* [Input material]:
★ ★ ★ ★

//! Typed accessors for the peripherals in the bring-up design.
//!
//! Each block holds a weak upward pointer to the design's shared transport
//! and is addressed by register name, so the same block works over any
//! [`crate::transport::Transport`].

pub mod bram;
pub mod ctrl;
//! Read-only projection for operators.
//!
//! A consistent snapshot of accounts, open positions, and system status,
//! built from the store. Never mutates state; the engine pushes it as a
//! single JSON log line on an interval, and any other consumer may call
//! [`DashboardView::snapshot`] directly.

use crate::application::engine::EngineCounters;
use crate::config::EngineConfig;
use crate::domain::repositories::TradeStore;
use anyhow::Result;
use chrono::{DateTime, Utc};
use rust_decimal::Decimal;
use serde::Serialize;
use std::sync::Arc;

#[derive(Debug, Serialize)]
pub struct DashboardSnapshot {
    pub generated_at: DateTime<Utc>,
    pub accounts: Vec<AccountView>,
    pub positions: Vec<PositionView>,
    pub system: SystemStatus,
}

#[derive(Debug, Serialize)]
pub struct AccountView {
    pub va_id: String,
    pub balance: Decimal,
    pub realized_pnl: Decimal,
    pub wins: u32,
    pub losses: u32,
    pub consecutive_losses: u32,
    pub peak_equity: Decimal,
    pub max_drawdown: Decimal,
    pub cooldown_remaining_seconds: Option<i64>,
    pub kill_switch: bool,
}

#[derive(Debug, Serialize)]
pub struct PositionView {
    pub va_id: String,
    pub symbol: String,
    pub side: String,
    pub qty: Decimal,
    pub avg_entry_price: Decimal,
    pub current_price: Decimal,
    pub stop_loss_price: Decimal,
    pub unrealized_pnl: Decimal,
}

#[derive(Debug, Serialize)]
pub struct SystemStatus {
    pub kill_switch_enabled: bool,
    pub max_spread_bps: f64,
    pub max_slippage_bps: f64,
    pub max_latency_ms: f64,
    pub reconcile_interval_seconds: u64,
    pub incidents: u64,
    #[serde(flatten)]
    pub counters: EngineCounters,
}

pub struct DashboardView {
    store: Arc<dyn TradeStore>,
}

impl DashboardView {
    pub fn new(store: Arc<dyn TradeStore>) -> Self {
        Self { store }
    }

    pub async fn snapshot(
        &self,
        config: &EngineConfig,
        counters: &EngineCounters,
        now: DateTime<Utc>,
    ) -> Result<DashboardSnapshot> {
        let accounts = self
            .store
            .load_accounts()
            .await?
            .into_iter()
            .map(|account| {
                let cooldown_remaining_seconds = account
                    .cooldown_until
                    .filter(|until| *until > now)
                    .map(|until| (until - now).num_seconds());
                AccountView {
                    va_id: account.va_id,
                    balance: account.balance,
                    realized_pnl: account.realized_pnl,
                    wins: account.wins,
                    losses: account.losses,
                    consecutive_losses: account.consecutive_losses,
                    peak_equity: account.peak_equity,
                    max_drawdown: account.max_drawdown,
                    cooldown_remaining_seconds,
                    kill_switch: account.kill_switch,
                }
            })
            .collect();

        let positions = self
            .store
            .open_positions()
            .await?
            .into_iter()
            .map(|position| PositionView {
                va_id: position.va_id.clone(),
                symbol: position.symbol.clone(),
                side: position.side.to_string(),
                qty: position.qty,
                avg_entry_price: position.avg_entry_price,
                current_price: position.current_price,
                stop_loss_price: position.stop_loss_price,
                unrealized_pnl: position.unrealized_pnl(),
            })
            .collect();

        Ok(DashboardSnapshot {
            generated_at: now,
            accounts,
            positions,
            system: SystemStatus {
                kill_switch_enabled: config.kill_switch_enabled,
                max_spread_bps: config.max_spread_bps,
                max_slippage_bps: config.max_slippage_bps,
                max_latency_ms: config.max_latency_ms,
                reconcile_interval_seconds: config.reconcile_interval_seconds,
                incidents: self.store.incident_count().await?,
                counters: counters.clone(),
            },
        })
    }
}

★ ★ ★ ★

* [What you have to do]: From the first line to the last, retype the material exactly.

* [Solution to this problem]:
//! Typed accessors for the peripherals in the bring-up design.
//!
//! Each block holds a weak upward pointer to the design's shared transport
//! and is addressed by register name, so the same block works over any
//! [`crate::transport::Transport`].

pub mod bram;
pub mod ctrl;
//! Read-only projection for operators.
//!
//! A consistent snapshot of accounts, open positions, and system status,
//! built from the store. Never mutates state; the engine pushes it as a
//! single JSON log line on an interval, and any other consumer may call
//! [`DashboardView::snapshot`] directly.

use crate::application::engine::EngineCounters;
use crate::config::EngineConfig;
use crate::domain::repositories::TradeStore;
use anyhow::Result;
use chrono::{DateTime, Utc};
use rust_decimal::Decimal;
use serde::Serialize;
use std::sync::Arc;

#[derive(Debug, Serialize)]
pub struct DashboardSnapshot {
    pub generated_at: DateTime<Utc>,
    pub accounts: Vec<AccountView>,
    pub positions: Vec<PositionView>,
    pub system: SystemStatus,
}

#[derive(Debug, Serialize)]
pub struct AccountView {
    pub va_id: String,
    pub balance: Decimal,
    pub realized_pnl: Decimal,
    pub wins: u32,
    pub losses: u32,
    pub consecutive_losses: u32,
    pub peak_equity: Decimal,
    pub max_drawdown: Decimal,
    pub cooldown_remaining_seconds: Option<i64>,
    pub kill_switch: bool,
}

#[derive(Debug, Serialize)]
pub struct PositionView {
    pub va_id: String,
    pub symbol: String,
    pub side: String,
    pub qty: Decimal,
    pub avg_entry_price: Decimal,
    pub current_price: Decimal,
    pub stop_loss_price: Decimal,
    pub unrealized_pnl: Decimal,
}

#[derive(Debug, Serialize)]
pub struct SystemStatus {
    pub kill_switch_enabled: bool,
    pub max_spread_bps: f64,
    pub max_slippage_bps: f64,
    pub max_latency_ms: f64,
    pub reconcile_interval_seconds: u64,
    pub incidents: u64,
    #[serde(flatten)]
    pub counters: EngineCounters,
}

pub struct DashboardView {
    store: Arc<dyn TradeStore>,
}

impl DashboardView {
    pub fn new(store: Arc<dyn TradeStore>) -> Self {
        Self { store }
    }

    pub async fn snapshot(
        &self,
        config: &EngineConfig,
        counters: &EngineCounters,
        now: DateTime<Utc>,
    ) -> Result<DashboardSnapshot> {
        let accounts = self
            .store
            .load_accounts()
            .await?
            .into_iter()
            .map(|account| {
                let cooldown_remaining_seconds = account
                    .cooldown_until
                    .filter(|until| *until > now)
                    .map(|until| (until - now).num_seconds());
                AccountView {
                    va_id: account.va_id,
                    balance: account.balance,
                    realized_pnl: account.realized_pnl,
                    wins: account.wins,
                    losses: account.losses,
                    consecutive_losses: account.consecutive_losses,
                    peak_equity: account.peak_equity,
                    max_drawdown: account.max_drawdown,
                    cooldown_remaining_seconds,
                    kill_switch: account.kill_switch,
                }
            })
            .collect();

        let positions = self
            .store
            .open_positions()
            .await?
            .into_iter()
            .map(|position| PositionView {
                va_id: position.va_id.clone(),
                symbol: position.symbol.clone(),
                side: position.side.to_string(),
                qty: position.qty,
                avg_entry_price: position.avg_entry_price,
                current_price: position.current_price,
                stop_loss_price: position.stop_loss_price,
                unrealized_pnl: position.unrealized_pnl(),
            })
            .collect();

        Ok(DashboardSnapshot {
            generated_at: now,
            accounts,
            positions,
            system: SystemStatus {
                kill_switch_enabled: config.kill_switch_enabled,
                max_spread_bps: config.max_spread_bps,
                max_slippage_bps: config.max_slippage_bps,
                max_latency_ms: config.max_latency_ms,
                reconcile_interval_seconds: config.reconcile_interval_seconds,
                incidents: self.store.incident_count().await?,
                counters: counters.clone(),
            },
        })
    }
}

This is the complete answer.